A indústria teve uma leve melhora em maio, mas está longe de uma recuperação consistente. Levantamento da Confederação Nacional da Indústria (CNI) mostra que os impactos da crise causada pela pandemia do novo coronavírus na atividade industrial ainda foram severos em maio, embora menos ruins do que os de abril. A análise é de que "o pior ficou para trás".

Segundo a Sondagem Industrial, divulgada ontem pela CNI, a utilidade da capacidade instalada voltou a subir, de 49% em abril para 55% em maio. "Apesar do aumento, o percentual é o segundo menor para toda a série histórica, iniciada em 2011, e se encontra 12 pontos percentuais abaixo do nível registrado no mesmo período de 2019", explicou a confederação.
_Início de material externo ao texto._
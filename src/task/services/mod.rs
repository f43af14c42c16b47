//! Application services for task lifecycle orchestration.

mod commands;
mod lifecycle;
mod space_config;

pub use commands::{CommandError, CommandReply, CommandResult, CommandRouter, TaskCommand};
pub use lifecycle::{
    CreateTaskRequest, EditTaskRequest, TaskLifecycleError, TaskLifecycleResult,
    TaskLifecycleService, TransitionOutcome,
};
pub use space_config::{SpaceConfigError, SpaceConfigResult, SpaceConfigService};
O índice de evolução da produção industrial está em 43,1 pontos, 6,9 pontos abaixo da linha divisória de 50 pontos que separa queda e crescimento da produção. Em abril, essa distância era de 24 pontos. O indicador de número de empregados, atingiu 42 pontos no mês passado, oito abaixo da divisão. Em abril, essa distância alcançou 11,8 pontos. Para maio, é a segunda pior variação da série, atrás do mesmo mês de 2015, quando foi de 41,4 pontos. A evolução dos estoques foi de 48,2 para 46,2 pontos e a relação entre os efetivos e planejados de 49,8 para 47,4 pontos. 

Cenário negativo
Marcelo Azevedo, economista da Unidade de Política Econômica da CNI, ressaltou que, apesar da leve recuperação ante abril, o cenário é bastante negativo. "Aparentemente, o pior ficou para trás em abril, com dados menos negativos. A queda é um pouco menor, menos intensa e menos espalhada pela indústria. Em abril, foi generalizada", destacou.
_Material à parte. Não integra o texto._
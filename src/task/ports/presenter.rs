//! Presentation port mapping task records to display payloads.
//!
//! The chat integration layer turns a [`DisplayPayload`] into its own
//! rich reply format; the core only guarantees this neutral structure.

use crate::task::domain::Task;
use serde::{Deserialize, Serialize};

/// Neutral, human-readable summary structure for chat replies.
#[derive(Debug, Clone, Default, PartialEq, Eq, Serialize, Deserialize)]
pub struct DisplayPayload {
    /// Headline of the reply.
    pub title: String,
    /// Optional free-form body text.
    #[serde(skip_serializing_if = "Option::is_none")]
    pub body: Option<String>,
    /// Labelled key/value detail fields, in display order.
    pub fields: Vec<DisplayField>,
}

/// Single labelled value within a [`DisplayPayload`].
#[derive(Debug, Clone, PartialEq, Eq, Serialize, Deserialize)]
pub struct DisplayField {
    /// Field label.
    pub name: String,
    /// Field value.
    pub value: String,
}

impl DisplayField {
    /// Creates a labelled field.
    #[must_use]
    pub fn new(name: impl Into<String>, value: impl Into<String>) -> Self {
        Self {
            name: name.into(),
            value: value.into(),
        }
    }
}

/// Contract for rendering task records into display payloads.
pub trait TaskPresenter: Send + Sync {
    /// Renders a single task in full detail.
    ///
    /// `created_by_name` is the resolved display name of the task's
    /// creator; callers fall back to the raw user identifier when the
    /// platform lookup is unavailable.
    fn render_task(&self, task: &Task, created_by_name: &str) -> DisplayPayload;

    /// Renders a collection of tasks as a summary list.
    fn render_task_list(&self, tasks: &[Task]) -> DisplayPayload;
}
Os poucos setores com destaque positivo continuaram os mesmos: as indústrias de farmoquímicos e farmacêuticos e de limpeza. Todas resilientes à crise porque seus produtos ajudam a combater a pandemia. "Tirando isso, todos os demais mostraram melhora no quadro, ou seja, com desempenhos menos negativos. Isso mostra que a indústria está longe de uma recuperação consistente", avaliou Azevedo.
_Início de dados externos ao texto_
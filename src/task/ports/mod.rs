//! Port contracts for task lifecycle management.
//!
//! Ports define infrastructure-agnostic interfaces used by task services.

pub mod chat;
pub mod presenter;
pub mod repository;

pub use chat::{ChatGateway, ChatGatewayError, ChatGatewayResult};
pub use presenter::{DisplayField, DisplayPayload, TaskPresenter};
pub use repository::{
    SpaceConfigRepository, SpaceConfigRepositoryError, SpaceConfigRepositoryResult,
    TaskRepository, TaskRepositoryError, TaskRepositoryResult,
};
Segundo o especialista, com maior relaxamento das medidas de isolamento nas capitais é possível que isso comece a aparecer nas atividades em junho. "A indústria tinha começado a pegar tração, começando uma recuperação. Estávamos saindo de um patamar muito baixo. Quando falamos da crise passada, foram três anos negativos — 2014, 2015 e 2016 —, agora está concentrada num período muito menor de tempo", ressaltou.

Os destaques negativos mantiveram-se os mesmos: têxtil, calçados, couros. "Produtos relacionados com o consumo das famílias. As pessoas adiaram as compras e ainda há restrições para consumi-los", explicou Azevedo.

Segundo a sondagem da CNI, os empresários seguem projetando queda de demanda, exportações, compras de matérias-primas e número de empregados nos próximos seis meses. Contudo, o pessimismo reduziu-se de forma significativa em junho — é menos intenso e disseminado que nos últimos meses. A intenção de investir segue baixa.